In September 2022 I am offering an online series of three sessions focussing on the poetry of three women poets.  The series is titled Fire, Air, earth, Water: The Poetic Universe – Interweaving Poetry and Deep Time.  I am allured to contemplative cosmology and ecology, to the expressive and transformative arts including poetry, the visual arts, music, movement, journalling and writing, and meditation.  The three women poets in the series are ones whose poems I read on a regular basis as part of my own commitment to contemplative practice.  Their poetry also inspires my dabbling every now and then in mixed media art practices.  They are Pattiann Rogers, Linda Hogan and Mary Oliver.  They are poets I have chosen for the series guided by Thomas Berry’s regard for the ways in which poets “can help restore a sense of rapport with the natural world”, who can “help provide the psychic and spiritual energies necessary for the work ahead”.

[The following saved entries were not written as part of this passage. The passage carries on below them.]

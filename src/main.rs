//! Publish Wizard - Main entry point
//!
//! Command line front end for the publish wizard validator. Every command
//! reads a draft JSON file, runs the same checks the wizard runs, and
//! exits non-zero when the draft would be blocked.

use anyhow::Result;
use serde_json::{Map, Value, json};
use std::path::Path;
use std::process::ExitCode;
use tracing::{debug, info};
use tracing_subscriber::EnvFilter;

use publish_wizard::cli::{Cli, Commands};
use publish_wizard::form::load_form_file;
use publish_wizard::{LocalRequest, PublishError, PublishValidator, WizardStep};

/// Initialize the tracing subscriber; `RUST_LOG` overrides the default level.
fn init_logger() {
    tracing_subscriber::fmt()
        .with_env_filter(
            EnvFilter::try_from_default_env().unwrap_or_else(|_| EnvFilter::new("warn")),
        )
        .with_target(false)
        .with_writer(std::io::stderr)
        .init();
}

fn main() -> Result<ExitCode> {
    init_logger();

    let cli = Cli::parse_args();
    debug!("CLI arguments parsed");

    let passed = match cli.command {
        Commands::Validate { draft } => run_validate(&draft, cli.json)?,
        Commands::Step { step, draft } => run_step(step, &draft, cli.json)?,
        Commands::Progress { draft } => run_progress(&draft, cli.json)?,
        Commands::Request { draft, user_id } => run_request(&draft, user_id, cli.json)?,
    };

    Ok(if passed {
        ExitCode::SUCCESS
    } else {
        ExitCode::FAILURE
    })
}

/// Validate every field of the draft
fn run_validate(path: &Path, json: bool) -> Result<bool> {
    info!("Validating draft: {:?}", path);
    let form = load_form_file(path)?;

    let mut validator = PublishValidator::new();
    let valid = validator.validate_all(&form);

    if json {
        print_json(&json!({
            "valid": valid,
            "errors": error_map(&validator),
        }))?;
    } else if valid {
        println!("✓ Draft is ready to publish");
    } else {
        println!("✗ Draft has invalid fields:");
        print_errors(&validator);
    }

    Ok(valid)
}

/// Run the navigation gate and full validation for one step
fn run_step(number: u8, path: &Path, json: bool) -> Result<bool> {
    let step = WizardStep::try_from(number)?;
    info!("Checking step {} of draft: {:?}", step, path);
    let form = load_form_file(path)?;

    let mut validator = PublishValidator::new();
    let gate = validator.is_step_valid(number, &form);
    let valid = validator.validate_step(number, &form);

    if json {
        print_json(&json!({
            "step": number,
            "title": step.title(),
            "gate": gate,
            "valid": valid,
            "errors": error_map(&validator),
        }))?;
    } else {
        println!("Step {}", step);
        println!("  can continue: {}", if gate { "yes" } else { "no" });
        println!("  complete:     {}", if valid { "yes" } else { "no" });
        print_errors(&validator);
    }

    Ok(valid)
}

/// Report progress over the trackable steps
fn run_progress(path: &Path, json: bool) -> Result<bool> {
    info!("Computing progress for draft: {:?}", path);
    let form = load_form_file(path)?;

    let progress = PublishValidator::new().step_progress(&form);

    if json {
        print_json(&progress)?;
    } else {
        println!(
            "{}/{} steps complete ({}%)",
            progress.completed, progress.total, progress.percentage
        );
        for step in WizardStep::TRACKABLE {
            let mark = if progress.steps.contains(&step.number()) {
                "✓"
            } else {
                " "
            };
            println!("  [{}] {}", mark, step);
        }
    }

    Ok(true)
}

/// Print the publish request body, or the fields blocking it
fn run_request(path: &Path, user_id: i64, json: bool) -> Result<bool> {
    info!("Building publish request for draft: {:?}", path);
    let form = load_form_file(path)?;

    match LocalRequest::from_form(&form, user_id) {
        Ok(request) => {
            print_json(&request)?;
            Ok(true)
        }
        Err(PublishError::InvalidDraft(fields)) => {
            if json {
                print_json(&json!({ "valid": false, "errors": fields }))?;
            } else {
                println!("✗ Draft cannot be published yet:");
                for error in &fields {
                    println!("  {}: {}", error.field, error.message);
                }
            }
            Ok(false)
        }
        Err(e) => Err(e.into()),
    }
}

fn error_map(validator: &PublishValidator) -> Map<String, Value> {
    validator
        .invalid_fields()
        .map(|(field, messages)| (field.to_string(), json!(messages)))
        .collect()
}

fn print_errors(validator: &PublishValidator) {
    for (field, messages) in validator.invalid_fields() {
        for message in messages {
            println!("  {}: {}", field, message);
        }
    }
}

fn print_json<T: serde::Serialize + ?Sized>(value: &T) -> Result<()> {
    println!("{}", serde_json::to_string_pretty(value)?);
    Ok(())
}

In May 2022 I completed a Leadership course with the Deeptime Network and over that time I was drawn to the ways in which the poetry of these three women in particular enriched and inspired my understanding of a Deeptime perspective, weaving cosmology, ecology, science and spirituality through their poems and often inspiring my own allurements in the world.  I am interested in how the universe story can be told through poetry as well as science and cosmology and the series is specifically designed to immerse in this perspective via poetry.

Here is the website link for the ways in which the Deeptime Network describes a Deeptime Perspective: https://dtnetwork.org/deep-time-perspective/.  A number of readers who are members of the Deeptime Network will be familiar with this perspective which is inspired by the cosmology of Brian Swimme in particular and by the new story and functional ecology expressed in the writings of Thomas Berry.  The network is a place for people coming from diverse backgrounds across education, the arts, and the sciences.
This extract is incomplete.